Silent clouds of stars,
Other worlds uncountable and other suns beyond numbering and realms of fire-mist
and star-cities as grains of sand .... drifting...
Across the void ....
Across the gulf of night ....
Across the endless rain of years ....
Across the ages.
Listen!
Were you the star-born you should hear
That silent music of which the ancient sages spoke
Though in silent words ...
Here then is our quest and our world and our Home.
Come with me now,
Pilgrim of the stars,
For our time is upon us and our eyes shall see the far country and the shining cities of Infinity which the wise men knew in ages past, and shall know again in the ages yet to be.
[Excerpted from Burnham's Celestial Handbook by Robert Burnham Jr.]
Contents
Introduction
by Rebecca Buchanan
Truth, Lies, and the Color of Faith
by Gerri Leen
Chicken Abductions: A Fowl Tail:
Recent Alien Abductions in Lexington, Kentucky
by Jordsvin
Explanation
by Diotima
S and R Dance On
by Eli Effinger-Weintraub
1863 Antinous
by P. Sufenas Virius Lupus
The Touch of a God
by Joel Zartman
Logos
by S.R. Hardy
All I Survey
by Jason Ross Inczauskis
Kailash
by Michelle Herndon
Datorvita
by Ashley Horn
The Lament of the Last Goddess
by Jolene Dawe
Alexander's Heart
by Rebecca Buchanan
A Wrecking Bar, a Chocolate Bar,
and a Ka Offering for Naneferkaptah
by Pell Kenner
Initiate
by Inanna Gabriel
No One Is an Enemy to Water
by Sandi Leibowitz
Chicken Feet
by Lauren C. Teffeau
Yundah
By C.S. MacCath
Dumb Supper
by Jennifer Lyn Parsons
The Fool
by William Kolar
The Scroll of Kali
by Quincy J. Allen
Merlin
by Lorraine Schein
Select Timeline
Select Recommendations
Our Contributors
About Bibliotheca Alexandrina
Current and Forthcoming Titles
Introduction
Alternate history. Apocalyptic. Biopunk. Cyberpunk. Dystopia. Ecological. Far future. Feminist. Gaslight. Lost world. Marxist. Military. Parallel world. Planetary romance. Space opera. Space western. Steampunk. Superhero. Time travel. Utopia.
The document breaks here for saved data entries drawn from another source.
// --- File: crates/slotbook_common/src/lib.rs ---

// Declare modules within this crate
pub mod error; // Error handling
pub mod http; // HTTP utilities
pub mod logging; // Logging utilities
pub mod models; // Shared value types
pub mod services; // Service abstractions


// Re-export error types and utilities for easier access
pub use error::{external_service_error, validation_error, SlotbookError};

pub use http::{
    client::create_client,
    status_error,
};

pub use logging::{init_with_level, log_error, parse_level};

pub use models::{BookingRequest, InvalidInterval, TimeInterval};
pub use services::{BookingSubmitter, BoxFuture, CalendarProvider, TokenProvider};
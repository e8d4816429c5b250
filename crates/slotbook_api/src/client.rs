//! Backend API client module
//!
//! A thin JSON client for the slotbook backend. Every request carries the
//! current bearer token when one is known; a 401 response clears the token
//! so the caller can send the user back through login. Nothing is retried.

use crate::token::TokenStore;
use reqwest::{Client, RequestBuilder, StatusCode};
use serde::de::DeserializeOwned;
use serde::Serialize;
use slotbook_common::{create_client, status_error, SlotbookError};
use slotbook_config::ApiConfig;
use thiserror::Error;
use tracing::{debug, warn};

/// Errors that can occur when calling the backend API
#[derive(Error, Debug)]
pub enum ApiError {
    /// Error during HTTP request to the backend
    #[error("HTTP request error: {0}")]
    RequestError(#[from] reqwest::Error),

    /// The backend rejected the bearer token; it has been cleared
    #[error("Unauthorized: session token rejected")]
    Unauthorized,

    /// Any other non-success response
    #[error("Backend returned {status}: {body}")]
    Status { status: u16, body: String },

    #[error("Failed to decode response: {0}")]
    Decode(#[from] serde_json::Error),

    #[error("Invalid input: {0}")]
    InvalidInput(String),
}

impl From<ApiError> for SlotbookError {
    fn from(err: ApiError) -> Self {
        match err {
            ApiError::RequestError(e) => SlotbookError::from(e),
            ApiError::Unauthorized => {
                SlotbookError::AuthError("session expired, please log in again".to_string())
            }
            ApiError::Status { status, body } => status_error(status, body),
            ApiError::Decode(e) => SlotbookError::from(e),
            ApiError::InvalidInput(msg) => SlotbookError::ValidationError(msg),
        }
    }
}

/// Client for the backend JSON API
#[derive(Clone)]
pub struct ApiClient {
    client: Client,
    base_url: String,
    tokens: TokenStore,
}

impl ApiClient {
    /// Creates a client from the `[api]` config section.
    pub fn new(config: &ApiConfig, tokens: TokenStore) -> Result<Self, ApiError> {
        let client = create_client(config.timeout_secs, true)?;
        Ok(Self::with_client(client, &config.base_url, tokens))
    }

    /// Uses an existing reqwest client, e.g. one pointed at a test server.
    pub fn with_client(client: Client, base_url: &str, tokens: TokenStore) -> Self {
        Self {
            client,
            base_url: base_url.trim_end_matches('/').to_string(),
            tokens,
        }
    }

    pub fn tokens(&self) -> &TokenStore {
        &self.tokens
    }

    pub fn base_url(&self) -> &str {
        &self.base_url
    }

    fn url(&self, path: &str) -> String {
        format!("{}/{}", self.base_url, path.trim_start_matches('/'))
    }

    fn authorize(&self, request: RequestBuilder) -> RequestBuilder {
        match self.tokens.get() {
            Some(token) => request.bearer_auth(token),
            None => request,
        }
    }

    async fn send<T: DeserializeOwned>(&self, request: RequestBuilder) -> Result<T, ApiError> {
        let response = self.authorize(request).send().await?;
        let status = response.status();
        debug!("{} {}", status.as_u16(), response.url());

        if status == StatusCode::UNAUTHORIZED {
            warn!("Backend rejected the session token, clearing it");
            self.tokens.clear();
            return Err(ApiError::Unauthorized);
        }

        if !status.is_success() {
            let body = response.text().await.unwrap_or_default();
            return Err(ApiError::Status {
                status: status.as_u16(),
                body,
            });
        }

        let bytes = response.bytes().await?;
        // Empty 2xx bodies decode as JSON null, so `()` and `Option<_>` work
        let body: &[u8] = if bytes.is_empty() { b"null" } else { &bytes };
        Ok(serde_json::from_slice(body)?)
    }

    pub async fn get<T: DeserializeOwned>(&self, path: &str) -> Result<T, ApiError> {
        self.send(self.client.get(self.url(path))).await
    }

    pub async fn get_with_query<T, Q>(&self, path: &str, query: &Q) -> Result<T, ApiError>
    where
        T: DeserializeOwned,
        Q: Serialize + ?Sized,
    {
        self.send(self.client.get(self.url(path)).query(query)).await
    }

    pub async fn post<B, T>(&self, path: &str, body: &B) -> Result<T, ApiError>
    where
        B: Serialize + ?Sized,
        T: DeserializeOwned,
    {
        self.send(self.client.post(self.url(path)).json(body)).await
    }

    /// POST without a request body.
    pub async fn post_empty<T: DeserializeOwned>(&self, path: &str) -> Result<T, ApiError> {
        self.send(self.client.post(self.url(path))).await
    }
}
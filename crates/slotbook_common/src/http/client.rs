// --- File: crates/slotbook_common/src/http/client.rs ---
use reqwest::header::{HeaderMap, HeaderValue, ACCEPT, CONTENT_TYPE};
use reqwest::{Client, Error as ReqwestError};
use std::time::Duration;

/// Headers every JSON API request carries.
fn json_headers() -> HeaderMap {
    let mut headers = HeaderMap::new();
    headers.insert(CONTENT_TYPE, HeaderValue::from_static("application/json"));
    headers.insert(ACCEPT, HeaderValue::from_static("application/json"));
    headers
}

/// Creates a new HTTP client for talking to a JSON API.
///
/// # Arguments
///
/// * `timeout_secs` - The timeout in seconds for the client
/// * `follow_redirects` - Whether the client should follow redirects
///
/// # Returns
///
/// A new reqwest::Client instance with JSON default headers
pub fn create_client(timeout_secs: u64, follow_redirects: bool) -> Result<Client, ReqwestError> {
    Client::builder()
        .timeout(Duration::from_secs(timeout_secs))
        .default_headers(json_headers())
        .redirect(if follow_redirects {
            reqwest::redirect::Policy::default()
        } else {
            reqwest::redirect::Policy::none()
        })
        .build()
}
// --- File: crates/slotbook_common/src/models.rs ---
//! Value types shared between the availability logic and the service traits.

use chrono::{DateTime, Duration, Utc};
use serde::{Deserialize, Serialize};
use thiserror::Error;

#[derive(Error, Debug, Clone, PartialEq, Eq)]
#[error("interval start {start} is not before end {end}")]
pub struct InvalidInterval {
    pub start: DateTime<Utc>,
    pub end: DateTime<Utc>,
}

/// A half-open time range `[start, end)`.
///
/// Used both for busy periods reported by a calendar provider and for
/// candidate slots. A well-formed interval has `start < end`; use
/// [`TimeInterval::new`] to enforce that.
#[derive(Debug, Clone, Copy, PartialEq, Eq, Hash, Serialize, Deserialize)]
pub struct TimeInterval {
    pub start: DateTime<Utc>,
    pub end: DateTime<Utc>,
}

impl TimeInterval {
    pub fn new(start: DateTime<Utc>, end: DateTime<Utc>) -> Result<Self, InvalidInterval> {
        if start < end {
            Ok(Self { start, end })
        } else {
            Err(InvalidInterval { start, end })
        }
    }

    pub fn is_valid(&self) -> bool {
        self.start < self.end
    }

    /// Half-open overlap: intervals that only touch do not overlap.
    pub fn overlaps(&self, other: &TimeInterval) -> bool {
        self.start < other.end && other.start < self.end
    }

    pub fn duration(&self) -> Duration {
        self.end - self.start
    }
}

/// Everything needed to create a booking event with a calendar provider.
#[derive(Debug, Clone, PartialEq, Serialize, Deserialize)]
pub struct BookingRequest {
    /// Event title
    pub summary: String,
    pub description: Option<String>,
    pub start: DateTime<Utc>,
    pub end: DateTime<Utc>,
    /// Attendee e-mail addresses
    #[serde(default)]
    pub attendees: Vec<String>,
}

impl BookingRequest {
    pub fn interval(&self) -> Result<TimeInterval, InvalidInterval> {
        TimeInterval::new(self.start, self.end)
    }
}

#[cfg(test)]
mod tests {
    use super::*;
    use chrono::TimeZone;

    fn at(hour: u32, minute: u32) -> DateTime<Utc> {
        Utc.with_ymd_and_hms(2025, 5, 5, hour, minute, 0).unwrap()
    }

    #[test]
    fn test_new_rejects_empty_and_inverted() {
        assert!(TimeInterval::new(at(9, 0), at(10, 0)).is_ok());
        assert!(TimeInterval::new(at(9, 0), at(9, 0)).is_err());
        let err = TimeInterval::new(at(10, 0), at(9, 0)).unwrap_err();
        assert_eq!(err.start, at(10, 0));
    }

    #[test]
    fn test_overlaps_is_half_open() {
        let nine = TimeInterval::new(at(9, 0), at(10, 0)).unwrap();
        let ten = TimeInterval::new(at(10, 0), at(11, 0)).unwrap();
        let straddle = TimeInterval::new(at(9, 30), at(10, 30)).unwrap();

        assert!(!nine.overlaps(&ten));
        assert!(!ten.overlaps(&nine));
        assert!(straddle.overlaps(&nine));
        assert!(straddle.overlaps(&ten));
        assert_eq!(straddle.duration(), Duration::minutes(60));
    }
}
use clap::ArgMatches;
use commands::command_argument_builder;
use linkscout::server::{self, AppState};
use linkscout_core::catalogue::Catalogue;
use linkscout_core::compare::{CompareRequest, ProductComparator};
use linkscout_core::report::ParityStatus;
use linkscout_scanner::LinkExtractor;
use tracing_subscriber;
use url::Url;

mod commands;

#[tokio::main]
async fn main() {
    tracing_subscriber::fmt::init();

    let cmd = command_argument_builder();
    let chosen_command = cmd.get_matches();

    match chosen_command.subcommand() {
        Some(("serve", primary_command)) => handle_serve(primary_command).await,
        Some(("compare", primary_command)) => handle_compare(primary_command).await,
        Some(("compare-all", primary_command)) => handle_compare_all(primary_command).await,
        _ => unreachable!("clap should ensure we don't get here"),
    }
}

fn comparator_with_timeout(args: &ArgMatches) -> ProductComparator {
    let timeout = *args.get_one::<u64>("timeout").unwrap();
    ProductComparator::with_extractor(LinkExtractor::with_timeout(timeout))
}

async fn handle_serve(args: &ArgMatches) {
    let listen = args.get_one::<String>("listen").unwrap();
    let state = AppState::new(Catalogue::default_catalogue(), comparator_with_timeout(args));

    if let Err(e) = server::serve(listen, state).await {
        eprintln!("Error running server: {}", e);
        std::process::exit(1);
    }
}

async fn handle_compare(args: &ArgMatches) {
    let name = args.get_one::<String>("name").unwrap();
    let live = args.get_one::<Url>("live").unwrap();
    let micro = args.get_one::<Url>("micro").unwrap();

    let request = CompareRequest {
        name: name.clone(),
        live: live.to_string(),
        micro: micro.to_string(),
    };

    let comparator = comparator_with_timeout(args);
    let report = match comparator.compare(&request).await {
        Ok(report) => report,
        Err(e) => {
            eprintln!("Error comparing pages: {}", e);
            std::process::exit(1);
        }
    };

    println!(
        "{}",
        serde_json::to_string_pretty(&report).expect("report serialization cannot fail")
    );

    if matches!(report.status, ParityStatus::Mismatch | ParityStatus::Error) {
        std::process::exit(1);
    }
}

async fn handle_compare_all(args: &ArgMatches) {
    let catalogue = Catalogue::default_catalogue();
    let comparator = comparator_with_timeout(args);

    let report = match comparator.compare_catalogue(&catalogue).await {
        Ok(report) => report,
        Err(e) => {
            eprintln!("Error comparing catalogue: {}", e);
            std::process::exit(1);
        }
    };

    println!(
        "{}",
        serde_json::to_string_pretty(&report).expect("report serialization cannot fail")
    );

    if matches!(
        report.worst_status(),
        Some(ParityStatus::Mismatch | ParityStatus::Error)
    ) {
        std::process::exit(1);
    }
}

pub const CLAP_STYLING: clap::builder::styling::Styles = clap::builder::styling::Styles::styled()
    .header(clap_cargo::style::HEADER)
    .usage(clap_cargo::style::USAGE)
    .literal(clap_cargo::style::LITERAL)
    .placeholder(clap_cargo::style::PLACEHOLDER)
    .error(clap_cargo::style::ERROR)
    .valid(clap_cargo::style::VALID)
    .invalid(clap_cargo::style::INVALID);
As a genre, science fiction is difficult to define. With its broad list of potential qualities -- from spaceships to laser guns to alien worlds to our own world, irrevocably changed -- and its many, many subgenres, it is often a case of "I'll know it when I read it." Anne McCaffrey's Pern books, set on an alien world in the distant future, are clearly science fiction (even though they feature dragons). But what of Lucian of Samosata's A True History, written in the second century of the common era? Myth, fantastic tale, parody, or proto-science fiction? The Japanese folk narrative, The Tale of the Bamboo Cutter? Or Gulliver's Travels? Bacon's The New Atlantis? Shelley's Frankenstein? Superman?
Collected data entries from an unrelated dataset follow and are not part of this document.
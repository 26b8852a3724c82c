use crate::CLAP_STYLING;
use clap::{arg, command};
use url::Url;

pub(crate) fn command_argument_builder() -> clap::Command {
    clap::Command::new("linkscout")
        .version(env!("CARGO_PKG_VERSION"))
        .bin_name("linkscout")
        .styles(CLAP_STYLING)
        .subcommand_required(true)
        .subcommand(
            command!("serve")
                .about("Serve the audit page and the JSON comparison API")
                .arg(
                    arg!(-l --"listen" <ADDR>)
                        .required(false)
                        .help("Address and port to listen on")
                        .default_value("127.0.0.1:5000"),
                )
                .arg(
                    arg!(--"timeout" <SECONDS>)
                        .required(false)
                        .help("Per-fetch timeout in seconds")
                        .value_parser(clap::value_parser!(u64))
                        .default_value("15"),
                ),
        )
        .subcommand(
            command!("compare")
                .about("Compare one product's live and micro pages, print the report as JSON")
                .arg(
                    arg!(-n --"name" <NAME>)
                        .required(false)
                        .help("Product name carried into the report")
                        .default_value(""),
                )
                .arg(
                    arg!(--"live" <URL>)
                        .required(true)
                        .help("Canonical product page URL")
                        .value_parser(clap::value_parser!(Url)),
                )
                .arg(
                    arg!(--"micro" <URL>)
                        .required(true)
                        .help("QR-redirect mirror page URL")
                        .value_parser(clap::value_parser!(Url)),
                )
                .arg(
                    arg!(--"timeout" <SECONDS>)
                        .required(false)
                        .help("Per-fetch timeout in seconds")
                        .value_parser(clap::value_parser!(u64))
                        .default_value("15"),
                ),
        )
        .subcommand(
            command!("compare-all")
                .about("Compare the whole catalogue, print the report as JSON")
                .arg(
                    arg!(--"timeout" <SECONDS>)
                        .required(false)
                        .help("Per-fetch timeout in seconds")
                        .value_parser(clap::value_parser!(u64))
                        .default_value("15"),
                ),
        )
}
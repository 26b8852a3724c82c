//! Axum HTTP server for the LinkScout API and audit page.

use std::net::SocketAddr;
use std::sync::Arc;

use anyhow::{Context, Result};
use axum::Router;
use axum::http::Method;
use axum::routing::{get, post};
use linkscout_core::catalogue::Catalogue;
use linkscout_core::compare::ProductComparator;
use tokio::net::TcpListener;
use tower_http::cors::{Any, CorsLayer};
use tower_http::trace::TraceLayer;
use tracing::info;

use crate::handlers;

/// Shared, read-only application state. The catalogue is loaded once
/// at startup; every comparison re-fetches from scratch.
#[derive(Clone)]
pub struct AppState {
    pub catalogue: Arc<Catalogue>,
    pub comparator: Arc<ProductComparator>,
}

impl AppState {
    pub fn new(catalogue: Catalogue, comparator: ProductComparator) -> Self {
        Self {
            catalogue: Arc::new(catalogue),
            comparator: Arc::new(comparator),
        }
    }
}

/// Create the router with all routes.
pub fn create_router(state: AppState) -> Router {
    let cors = CorsLayer::new()
        .allow_methods([Method::GET, Method::POST, Method::OPTIONS])
        .allow_headers(Any)
        .allow_origin(Any);

    Router::new()
        .route("/", get(handlers::index))
        .route("/products", get(handlers::products))
        .route("/compare", post(handlers::compare))
        .route("/compare-all", post(handlers::compare_all))
        .layer(cors)
        .layer(TraceLayer::new_for_http())
        .with_state(state)
}

/// Run the server until ctrl-c.
pub async fn serve(listen_addr: &str, state: AppState) -> Result<()> {
    let addr: SocketAddr = listen_addr.parse().context("Invalid listen address")?;

    let app = create_router(state);

    let listener = TcpListener::bind(&addr)
        .await
        .context("Failed to bind HTTP server")?;

    info!("LinkScout listening on http://{}", addr);

    axum::serve(listener, app)
        .with_graceful_shutdown(async {
            let _ = tokio::signal::ctrl_c().await;
            info!("HTTP server shutting down");
        })
        .await
        .context("HTTP server error")?;

    Ok(())
}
Perhaps the best definition is also the broadest: science fiction as a genre deals with imaginary, but plausible and logically constructed, worlds in which the implications and consequences of cultural, environmental, and scientific change and innovation are explored. As such, works of literature as varied as The Invisible Man by H.G. Wells, The Martian Chronicles by Ray Bradbury, Ten Thousand Light Years From Home by James Tiptree Jr., Kindred by Octavia Butler, The Gate to Women's Country by Sheri S. Tepper, and The Fifth Sacred Thing by Starhawk all qualify as science fiction.
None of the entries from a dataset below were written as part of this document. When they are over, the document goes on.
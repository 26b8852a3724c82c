use thiserror::Error;

#[derive(Error, Debug)]
pub enum ScanError {
    #[error("HTTP request failed: {0}")]
    Http(#[from] reqwest::Error),

    #[error("HTTP status {status} for {url}")]
    HttpStatus { status: u16, url: String },

    #[error("Invalid URL: {0}")]
    InvalidUrl(String),
}

pub type Result<T> = std::result::Result<T, ScanError>;
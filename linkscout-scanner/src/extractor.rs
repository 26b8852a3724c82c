use ego_tree::NodeRef;
use reqwest::Client;
use scraper::{ElementRef, Html, Node, Selector};
use tracing::{debug, warn};
use url::Url;

use crate::error::{Result, ScanError};
use crate::ignore::IgnoreList;
use crate::result::{DocumentLink, FetchResult};

/// Document file extensions worth auditing, matched case-insensitively
/// against the URL path (a query string may follow the path).
const DOC_EXTENSIONS: &[&str] = &[".pdf", ".doc", ".docx"];

/// How many ancestor levels the title inference walks up from an anchor.
const TITLE_SCAN_DEPTH: usize = 5;

/// Anchor text longer than this qualifies as a title candidate.
const MIN_TITLE_LEN: usize = 2;

const USER_AGENT: &str = "Mozilla/5.0 (compatible; LinkScout/1.0)";

/// Fetches a single page and extracts its document-file links.
///
/// Fetch failures (network, timeout, non-2xx status, bad page URL) are
/// captured in the returned [`FetchResult`] rather than propagated, so
/// one broken side never aborts a comparison.
pub struct LinkExtractor {
    client: Client,
    ignore: IgnoreList,
}

impl LinkExtractor {
    pub fn new() -> Self {
        Self::with_timeout(15)
    }

    pub fn with_timeout(timeout_secs: u64) -> Self {
        let client = Client::builder()
            .user_agent(USER_AGENT)
            .timeout(std::time::Duration::from_secs(timeout_secs))
            .redirect(reqwest::redirect::Policy::limited(5))
            .build()
            .expect("Failed to create HTTP client");

        Self {
            client,
            ignore: IgnoreList::default(),
        }
    }

    pub fn with_ignore_list(mut self, ignore: IgnoreList) -> Self {
        self.ignore = ignore;
        self
    }

    /// Fetch one page and return every document link found on it.
    pub async fn fetch_doc_links(&self, page_url: &str) -> FetchResult {
        debug!("Fetching {}", page_url);
        match self.try_fetch(page_url).await {
            Ok(links) => {
                debug!("Found {} document link(s) on {}", links.len(), page_url);
                FetchResult::new(page_url.to_string(), links)
            }
            Err(e) => {
                warn!("Fetch failed for {}: {}", page_url, e);
                FetchResult::with_error(page_url.to_string(), e.to_string())
            }
        }
    }

    async fn try_fetch(&self, page_url: &str) -> Result<Vec<DocumentLink>> {
        let response = self.client.get(page_url).send().await?;
        let status = response.status();
        if !status.is_success() {
            return Err(ScanError::HttpStatus {
                status: status.as_u16(),
                url: page_url.to_string(),
            });
        }
        let body = response.text().await?;
        self.extract_document_links(&body, page_url)
    }

    /// Parse `html` and return its document links, resolved against
    /// `page_url`, ignore-filtered, and deduplicated by exact absolute
    /// URL (first occurrence wins).
    pub fn extract_document_links(&self, html: &str, page_url: &str) -> Result<Vec<DocumentLink>> {
        let base = Url::parse(page_url)
            .map_err(|e| ScanError::InvalidUrl(format!("{}: {}", page_url, e)))?;

        let document = Html::parse_document(html);
        let selector = Selector::parse("a[href]").unwrap();

        let mut seen = std::collections::HashSet::new();
        let mut links = Vec::new();

        for element in document.select(&selector) {
            let Some(href) = element.value().attr("href") else {
                continue;
            };
            let Ok(absolute) = base.join(href.trim()) else {
                continue;
            };
            if absolute.scheme() != "http" && absolute.scheme() != "https" {
                continue;
            }
            if !is_document_path(absolute.path()) {
                continue;
            }

            let absolute = absolute.to_string();
            if self.ignore.contains(&absolute) {
                continue;
            }
            if !seen.insert(absolute.clone()) {
                continue;
            }

            links.push(DocumentLink {
                href: absolute,
                text: anchor_text(element),
                title: infer_title(element),
            });
        }

        Ok(links)
    }
}

impl Default for LinkExtractor {
    fn default() -> Self {
        Self::new()
    }
}

/// True when the path component names a PDF/DOC/DOCX file. The query
/// string and fragment never reach this test: both are stripped by URL
/// parsing before the path is taken.
fn is_document_path(path: &str) -> bool {
    let path = path.to_ascii_lowercase();
    DOC_EXTENSIONS.iter().any(|ext| path.ends_with(ext))
}

/// Visible text of an anchor, whitespace-collapsed, with a placeholder
/// for anchors that wrap only images or nothing at all.
fn anchor_text(element: ElementRef) -> String {
    let text = element
        .text()
        .flat_map(str::split_whitespace)
        .collect::<Vec<_>>()
        .join(" ");
    if text.is_empty() {
        "(no text)".to_string()
    } else {
        text
    }
}

/// Walks upward from the anchor looking for a heading-like label.
///
/// At each of up to [`TITLE_SCAN_DEPTH`] ancestor levels, preceding
/// siblings are scanned nearest-first. Sibling anchors are peers of the
/// link, not titles, and are skipped. The first node whose trimmed text
/// exceeds [`MIN_TITLE_LEN`] characters wins; only its first line is
/// kept. Returns an empty string when no level yields a candidate.
fn infer_title(element: ElementRef) -> String {
    let mut node: NodeRef<Node> = *element;
    for _ in 0..TITLE_SCAN_DEPTH {
        for sibling in node.prev_siblings() {
            if sibling
                .value()
                .as_element()
                .is_some_and(|e| e.name() == "a")
            {
                continue;
            }
            if let Some(candidate) = first_line_text(sibling) {
                return candidate;
            }
        }
        match node.parent() {
            Some(parent) => node = parent,
            None => break,
        }
    }
    String::new()
}

/// Trimmed first line of a node's text content, if the content is long
/// enough to be a plausible title.
fn first_line_text(node: NodeRef<Node>) -> Option<String> {
    let text = match node.value() {
        Node::Text(t) => t.to_string(),
        Node::Element(_) => ElementRef::wrap(node)?.text().collect::<String>(),
        _ => return None,
    };

    let trimmed = text.trim();
    if trimmed.len() <= MIN_TITLE_LEN {
        return None;
    }
    let line = trimmed.lines().next().unwrap_or_default().trim();
    if line.is_empty() {
        None
    } else {
        Some(line.to_string())
    }
}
With its limitless potential for world-building (and real world influence), science fiction is also a genre rich in possibility for Pagan authors and readers. Perhaps you have imagined a world in which a Wiccan is elected President of the United States. Or imagined constructing a temple to Artemis on the moon. Or wondered what would have happened if the Romans had met the Aztecs. A quick survey of the shelf at any library or bookstore will reveal plenty of mainstream science fiction works that include elements appealing to Pagan readers: everything from polytheism to mythology to alternative gender construction.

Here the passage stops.